Em um mata-mata de futebol, cada par de times disputa um ou dois jogos. No


basquete da NBA, os times travam sete jogos entre si – quem ganhar quatro
primeiro leva. No xadrez daquela época, as disputas eram de até 24 jogos,
espaçados um ou dois dias entre si. Cada jogo valia um ponto; o empate, meio
ponto.

Em outubro de 1971, com 28 anos, Bobby Fischer chegou à final do Torneio de


Candidatos contra o soviético Tigran Petrosian, em Buenos Aires. Era uma
melhor de 12. O americano ganhou cinco, Petrosian, só uma. Eles empataram
três.
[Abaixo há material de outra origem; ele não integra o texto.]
//! Daemon run sessions
//!
//! One row per daemon run, carrying the configuration it ran with.

use super::ArtifactStore;
use crate::error::IngestResult;
use crate::utils::retry_on_lock;
use omnisky_common::time::now_rfc3339;
use omnisky_common::Error;
use serde::{Deserialize, Serialize};
use serde_json::Value;
use sqlx::Row;
use uuid::Uuid;

#[derive(Debug, Clone, Copy, PartialEq, Eq, Serialize, Deserialize)]
#[serde(rename_all = "UPPERCASE")]
pub enum SessionStatus {
    Active,
    Completed,
}

impl SessionStatus {
    pub fn as_str(&self) -> &'static str {
        match self {
            SessionStatus::Active => "ACTIVE",
            SessionStatus::Completed => "COMPLETED",
        }
    }
}

#[derive(Debug, Clone, PartialEq)]
pub struct RunSession {
    pub id: Uuid,
    pub start_time: String,
    pub end_time: Option<String>,
    pub config_snapshot: Value,
    pub status: SessionStatus,
}

impl ArtifactStore {
    /// Open an `ACTIVE` session row
    pub async fn start_session(&self, config_snapshot: &Value) -> IngestResult<Uuid> {
        let id = Uuid::new_v4();
        let id_text = id.to_string();
        let snapshot = config_snapshot.to_string();
        let now = now_rfc3339();

        retry_on_lock("start_session", self.max_lock_wait_ms, || async {
            sqlx::query(
                "INSERT INTO sessions (id, start_time, config_snapshot, status) VALUES (?, ?, ?, 'ACTIVE')",
            )
            .bind(&id_text)
            .bind(&now)
            .bind(&snapshot)
            .execute(&self.pool)
            .await?;
            Ok(())
        })
        .await?;

        tracing::info!(session_id = %id, "Run session started");
        Ok(id)
    }

    /// Close a session; closing twice is a no-op
    pub async fn end_session(&self, id: Uuid) -> IngestResult<()> {
        let id_text = id.to_string();
        let now = now_rfc3339();

        retry_on_lock("end_session", self.max_lock_wait_ms, || async {
            sqlx::query(
                "UPDATE sessions SET end_time = ?, status = 'COMPLETED' WHERE id = ? AND status = 'ACTIVE'",
            )
            .bind(&now)
            .bind(&id_text)
            .execute(&self.pool)
            .await?;
            Ok(())
        })
        .await?;

        tracing::info!(session_id = %id, "Run session completed");
        Ok(())
    }

    /// Close sessions a crashed process left `ACTIVE`
    pub async fn close_stale_sessions(&self) -> IngestResult<u64> {
        let now = now_rfc3339();
        let closed = retry_on_lock("close_stale_sessions", self.max_lock_wait_ms, || async {
            let result = sqlx::query(
                "UPDATE sessions SET end_time = ?, status = 'COMPLETED' WHERE status = 'ACTIVE'",
            )
            .bind(&now)
            .execute(&self.pool)
            .await?;
            Ok(result.rows_affected())
        })
        .await?;

        if closed > 0 {
            tracing::warn!(closed, "Closed sessions left active by a previous run");
        }
        Ok(closed)
    }

    pub async fn get_session(&self, id: Uuid) -> IngestResult<Option<RunSession>> {
        let row = sqlx::query(
            "SELECT id, start_time, end_time, config_snapshot, status FROM sessions WHERE id = ?",
        )
        .bind(id.to_string())
        .fetch_optional(&self.pool)
        .await?;

        let Some(row) = row else {
            return Ok(None);
        };

        let id_text: String = row.try_get("id")?;
        let snapshot: String = row.try_get("config_snapshot")?;
        let status: String = row.try_get("status")?;

        Ok(Some(RunSession {
            id: Uuid::parse_str(&id_text)
                .map_err(|e| Error::Internal(format!("Invalid session id {}: {}", id_text, e)))?,
            start_time: row.try_get("start_time")?,
            end_time: row.try_get("end_time")?,
            config_snapshot: serde_json::from_str(&snapshot).unwrap_or(Value::Null),
            status: if status == "ACTIVE" {
                SessionStatus::Active
            } else {
                SessionStatus::Completed
            },
        }))
    }
}

#[cfg(test)]
mod tests {
    use super::*;
    use crate::db::test_support::test_store;
    use serde_json::json;

    #[tokio::test]
    async fn test_session_lifecycle() {
        let (_dir, store) = test_store().await;
        let id = store.start_session(&json!({"pipeline": {"download_workers": 10}})).await.unwrap();

        let active = store.get_session(id).await.unwrap().unwrap();
        assert_eq!(active.status, SessionStatus::Active);
        assert_eq!(active.config_snapshot["pipeline"]["download_workers"], 10);
        assert!(active.end_time.is_none());

        store.end_session(id).await.unwrap();
        let done = store.get_session(id).await.unwrap().unwrap();
        assert_eq!(done.status, SessionStatus::Completed);
        assert!(done.end_time.is_some());
    }

    #[tokio::test]
    async fn test_stale_sessions_closed() {
        let (_dir, store) = test_store().await;
        store.start_session(&json!({})).await.unwrap();
        store.start_session(&json!({})).await.unwrap();

        assert_eq!(store.close_stale_sessions().await.unwrap(), 2);
        assert_eq!(store.close_stale_sessions().await.unwrap(), 0);
    }
}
Placar final: 6 ½ x 2 ½. Assim, Fischer pôde desafiar o soviético Boris
Spassky, que detinha o título mundial desde 1969. O primeiro jogo ocorreria em
Reykjavik, capital da Islândia, em 2 de julho de 1972. Bobby estava confiante.
Contratou um treinador olímpico para praticar natação e musculação – incluindo
exercícios para fortalecer o antebraço: “Quando eu apertar a mão do russo, quero
que ele sinta para valer”.

Em uma entrevista no talk show de Dick Cavett, meses antes da final, Bobby
simulou no tabuleiro a vitória contra Petrosian na Argentina. Egocêntrico, falava
largado na poltrona e batia as peças com violência no tabuleiro, como se elas lhe
devessem dinheiro. Cavett perguntou: “Se Spassky empatar todos os jogos de
propósito, ele continua com o título. Um Grão-Mestre faria isso?” “Claro que
faria. Mas eu não vou deixar.”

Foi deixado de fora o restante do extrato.